Wherever the word "payload" occurs in the listing, copy the whole line.
-------------------------
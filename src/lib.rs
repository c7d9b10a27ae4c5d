// Copyright (c) Meta Platforms, Inc. and affiliates.
//
// This source code is dual-licensed under either the MIT license found in the
// LICENSE-MIT file in the root directory of this source tree or the Apache
// License, Version 2.0 found in the LICENSE-APACHE file in the root directory
// of this source tree. You may select, at your option, one of the above-listed licenses.

//! A Path ORAM block storage engine.
//!
//! This crate implements the client side of the Path ORAM protocol over an
//! untrusted, bucket-addressable backing store. The access pattern observed by
//! the store is independent of which logical block the client touches: every
//! access reads one full root-to-leaf path and writes it back, exactly
//! `height + 1` bucket reads followed by `height + 1` bucket writes.
//!
//! The client-side state (the position map and the stash) is persisted into
//! the store's header region under keyed integrity digests, so a store can be
//! closed and re-opened across process restarts, and tampering with the
//! persisted state is detected at open time.
//!
//! ```
//! use pathoram::{MemoryBucketStore, PathOram, SetupConfig};
//! use rand::{rngs::StdRng, SeedableRng};
//!
//! # fn main() -> Result<(), pathoram::OramError> {
//! let mut rng = StdRng::seed_from_u64(0);
//! let store = MemoryBucketStore::new(&mut rng);
//! let config = SetupConfig::new(64, 8);
//! let mut oram = PathOram::setup(store, &config, rng)?;
//! oram.write_block(3, &[7u8; 64])?;
//! assert_eq!(oram.read_block(3)?, vec![7u8; 64]);
//! oram.close()?;
//! # Ok(())
//! # }
//! ```

#![warn(clippy::cargo, clippy::doc_markdown, missing_docs, rustdoc::all)]

use std::num::TryFromIntError;
use thiserror::Error;

pub mod bucket;
pub mod header;
pub mod heap;
pub(crate) mod path;
pub mod path_oram;
pub mod position_map;
pub mod stash;
pub mod storage;
#[cfg(test)]
pub(crate) mod test_utils;

pub use path_oram::{PathOram, SetupConfig};
pub use storage::{BucketStore, CachingBucketStore, MemoryBucketStore};

/// The type used to identify logical blocks.
pub type BlockId = u64;
/// The type used to address nodes (buckets) of the heap.
pub type NodeAddress = u64;
/// The type used to denote the size of an ORAM block in bytes.
pub type BlockSize = usize;
/// The type used to denote the number of block slots per bucket.
pub type BucketCapacity = usize;
/// The type used to denote the height of the heap.
pub type TreeHeight = u32;

/// The width in bytes of the keyed integrity digests stored in the header.
pub const DIGEST_LEN: usize = 32;

/// Errors produced by ORAM operations.
#[derive(Debug, Error)]
pub enum OramError {
    /// A setup parameter or payload was out of range.
    #[error("invalid configuration: {reason}")]
    InvalidConfiguration {
        /// A description of the rejected parameter.
        reason: &'static str,
    },
    /// A block id outside `[0, block_count)` was requested.
    #[error("block id {id} out of bounds for block count {block_count}")]
    AddressOutOfBounds {
        /// The requested block id.
        id: BlockId,
        /// The number of blocks stored by the ORAM.
        block_count: u64,
    },
    /// A bucket address outside the heap was requested.
    #[error("bucket address {0} out of range")]
    BucketOutOfRange(NodeAddress),
    /// A persisted digest or MAC did not match the recomputed one.
    #[error("integrity check failed for {region}")]
    IntegrityCheckFailed {
        /// The protected region that failed verification.
        region: &'static str,
    },
    /// The store header could not be parsed.
    #[error("malformed store header: {0}")]
    MalformedHeader(&'static str),
    /// An internal invariant was violated.
    ///
    /// This indicates either a defect or tampering with the backing store,
    /// not a recoverable condition.
    #[error("consistency violation: {0}")]
    ConsistencyViolation(&'static str),
    /// An I/O error from the backing store.
    #[error(transparent)]
    Io(#[from] std::io::Error),
    /// An integer conversion failed.
    #[error(transparent)]
    IntegerConversion(#[from] TryFromIntError),
}
// Flash partition model and table accessor.
//
// Partitions are enumerated from static device configuration; the core never
// creates or destroys them at runtime. The standard dual-bank OTA layout has
// two application slots (ota_0 / ota_1) that alternate as upgrade targets.

use crate::error::{Error, Result};

/// Partition labels are at most 16 bytes in the ESP-IDF partition table.
pub const MAX_LABEL_LEN: usize = 16;

pub type PartitionName = heapless::String<MAX_LABEL_LEN>;

#[derive(Debug, Clone, Copy, PartialEq, Eq)]
pub enum PartitionKind {
    App,
    Data,
}

#[derive(Debug, Clone, PartialEq, Eq)]
pub struct Partition {
    pub name: PartitionName,
    pub kind: PartitionKind,
    pub subtype: u8,
    pub size: u32,
    pub address: u32,
    /// True for the application partition currently executing.
    pub running: bool,
}

impl Partition {
    pub fn is_app(&self) -> bool {
        self.kind == PartitionKind::App
    }
}

/// Access to the device partition table. Implemented against the ESP-IDF
/// partition API on target and against an in-memory table in tests/sim.
pub trait PartitionTable: Send {
    /// Enumerate all partitions. Fails only on a storage-driver fault.
    fn list(&self) -> Result<Vec<Partition>>;

    /// Read raw bytes out of a partition (used for firmware identity hashing).
    fn read(&self, partition: &Partition, offset: u32, buf: &mut [u8]) -> Result<()>;

    /// The application partition currently executing. `NotFound` here means
    /// the table violates the one-running-app invariant; unreachable on a
    /// correctly flashed device.
    fn running_partition(&self) -> Result<Partition> {
        self.list()?
            .into_iter()
            .find(|p| p.is_app() && p.running)
            .ok_or_else(|| Error::NotFound("running partition".into()))
    }

    fn find(&self, name: &str) -> Result<Partition> {
        self.list()?
            .into_iter()
            .find(|p| p.name.as_str() == name)
            .ok_or_else(|| Error::NotFound(format!("partition '{name}'")))
    }

    /// The "other" application slot relative to the running one.
    fn next_update_partition(&self) -> Result<Partition> {
        let running = self.running_partition()?;
        self.list()?
            .into_iter()
            .find(|p| p.is_app() && p.address != running.address)
            .ok_or_else(|| Error::NotFound("update partition".into()))
    }
}

#[cfg(test)]
mod tests {
    use super::*;
    use crate::sim::SimPartitionTable;

    #[test]
    fn next_update_partition_is_the_other_app_slot() {
        let table = SimPartitionTable::dual_bank();
        let running = table.running_partition().unwrap();
        let next = table.next_update_partition().unwrap();
        assert_eq!(running.name.as_str(), "ota_0");
        assert_eq!(next.name.as_str(), "ota_1");
        assert_ne!(next.address, running.address);
        assert!(next.is_app());
    }

    #[test]
    fn find_reports_missing_partition() {
        let table = SimPartitionTable::dual_bank();
        assert!(table.find("ota_1").is_ok());
        assert!(matches!(table.find("factory"), Err(Error::NotFound(_))));
    }

    #[test]
    fn exactly_one_running_app_partition() {
        let table = SimPartitionTable::dual_bank();
        let running: Vec<_> = table
            .list()
            .unwrap()
            .into_iter()
            .filter(|p| p.is_app() && p.running)
            .collect();
        assert_eq!(running.len(), 1);
    }
}
// Credential persistence: AP + station configs as two blobs under fixed
// keys in one NVS namespace. Each blob carries a magic + version prefix so
// a layout change reads back as Corrupt instead of as garbage credentials.

use serde::{de::DeserializeOwned, Deserialize, Serialize};

use crate::error::{Error, Result};
use crate::wifi::{ApConfig, StaCredentials};

pub const NVS_NAMESPACE: &str = "wifi_config";

pub const KEY_AP: &str = "ap_config";
pub const KEY_STA: &str = "sta_config";

const BLOB_MAGIC: u8 = 0xC6;
const BLOB_VERSION: u8 = 1;

/// Key-value blob storage, one namespace per store. NVS on target, a map in
/// tests and the host sim.
pub trait BlobStore: Send {
    /// Ok(None) when the key has never been written.
    fn get(&self, key: &str) -> Result<Option<Vec<u8>>>;
    fn set(&mut self, key: &str, value: &[u8]) -> Result<()>;
    fn erase_all(&mut self) -> Result<()>;
}

/// The credential snapshot both state machines consume at startup.
#[derive(Debug, Clone, PartialEq, Eq, Serialize, Deserialize)]
pub struct WifiSettings {
    pub sta: Option<StaCredentials>,
    pub ap: ApConfig,
}

fn encode<T: Serialize>(value: &T) -> Result<Vec<u8>> {
    let mut blob = vec![BLOB_MAGIC, BLOB_VERSION];
    let payload =
        serde_json::to_vec(value).map_err(|e| Error::IoFault(format!("encode: {e}")))?;
    blob.extend_from_slice(&payload);
    Ok(blob)
}

fn decode<T: DeserializeOwned>(blob: &[u8]) -> Result<T> {
    if blob.len() < 2 || blob[0] != BLOB_MAGIC {
        return Err(Error::Corrupt("bad config blob magic"));
    }
    if blob[1] != BLOB_VERSION {
        return Err(Error::Corrupt("unsupported config blob version"));
    }
    serde_json::from_slice(&blob[2..]).map_err(|_| Error::Corrupt("config blob payload"))
}

pub fn save_wifi_settings(store: &mut dyn BlobStore, settings: &WifiSettings) -> Result<()> {
    store.set(KEY_AP, &encode(&settings.ap)?)?;
    store.set(KEY_STA, &encode(&settings.sta)?)?;
    Ok(())
}

/// Load the persisted snapshot. `NotFound` means nothing was ever saved (a
/// normal first boot); a present-but-unreadable blob is `Corrupt`. A missing
/// station blob alongside a valid AP blob just means the station was never
/// provisioned.
pub fn load_wifi_settings(store: &dyn BlobStore) -> Result<WifiSettings> {
    let ap_blob = store
        .get(KEY_AP)?
        .ok_or_else(|| Error::NotFound("saved wifi config".into()))?;
    let ap: ApConfig = decode(&ap_blob)?;

    let sta = match store.get(KEY_STA)? {
        Some(blob) => decode(&blob)?,
        None => None,
    };

    Ok(WifiSettings { sta, ap })
}

pub fn clear_wifi_settings(store: &mut dyn BlobStore) -> Result<()> {
    store.erase_all()
}
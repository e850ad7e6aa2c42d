use log::{Level, LevelFilter, Metadata, Record};
use std::sync::OnceLock;
use std::time::SystemTime;

static BOOT_TIME: OnceLock<SystemTime> = OnceLock::new();

mod colors {
    pub const RESET: &str = "\x1b[0m";
    pub const BRIGHT_RED: &str = "\x1b[91m";
    pub const BRIGHT_YELLOW: &str = "\x1b[93m";
    pub const BRIGHT_GREEN: &str = "\x1b[92m";
    pub const BRIGHT_BLUE: &str = "\x1b[94m";
    pub const GRAY: &str = "\x1b[90m";
}

/// Logger that prints colored, uptime-stamped lines over serial (or stdout
/// on the host build).
struct UptimeLogger;

impl log::Log for UptimeLogger {
    fn enabled(&self, metadata: &Metadata) -> bool {
        metadata.level() <= log::max_level()
    }

    fn log(&self, record: &Record) {
        if !self.enabled(record.metadata()) {
            return;
        }

        // Time since boot
        let boot_time = BOOT_TIME.get_or_init(SystemTime::now);
        let elapsed = SystemTime::now()
            .duration_since(*boot_time)
            .unwrap_or_default();
        let seconds = elapsed.as_secs();
        let millis = elapsed.subsec_millis();
        let ts_compact = if seconds < 60 {
            format!("{:>3}.{:03}s", seconds, millis)
        } else if seconds < 3600 {
            format!("{:>2}m{:02}s", seconds / 60, seconds % 60)
        } else {
            format!("{:>2}h{:02}m", seconds / 3600, (seconds % 3600) / 60)
        };

        let (color, level_char) = match record.level() {
            Level::Error => (colors::BRIGHT_RED, 'E'),
            Level::Warn => (colors::BRIGHT_YELLOW, 'W'),
            Level::Info => (colors::BRIGHT_GREEN, 'I'),
            Level::Debug => (colors::BRIGHT_BLUE, 'D'),
            Level::Trace => (colors::GRAY, 'T'),
        };
        let module = record
            .module_path()
            .unwrap_or("unknown")
            .split("::")
            .last()
            .unwrap_or("unknown");
        let module_display = if module.len() > 12 { &module[..12] } else { module };

        // ANSI colors are fine over serial
        println!(
            "{}{} [{}] {:>12} | {}{}",
            color,
            ts_compact,
            level_char,
            module_display,
            record.args(),
            colors::RESET
        );
    }

    fn flush(&self) {}
}

static LOGGER: UptimeLogger = UptimeLogger;

pub fn init_logger() -> Result<(), log::SetLoggerError> {
    BOOT_TIME.get_or_init(SystemTime::now);
    log::set_logger(&LOGGER)?;
    log::set_max_level(LevelFilter::Info);
    Ok(())
}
-------------------------
Answer area:
    /// A setup parameter or payload was out of range.
    let payload =
    blob.extend_from_slice(&payload);
    serde_json::from_slice(&blob[2..]).map_err(|_| Error::Corrupt("config blob payload"))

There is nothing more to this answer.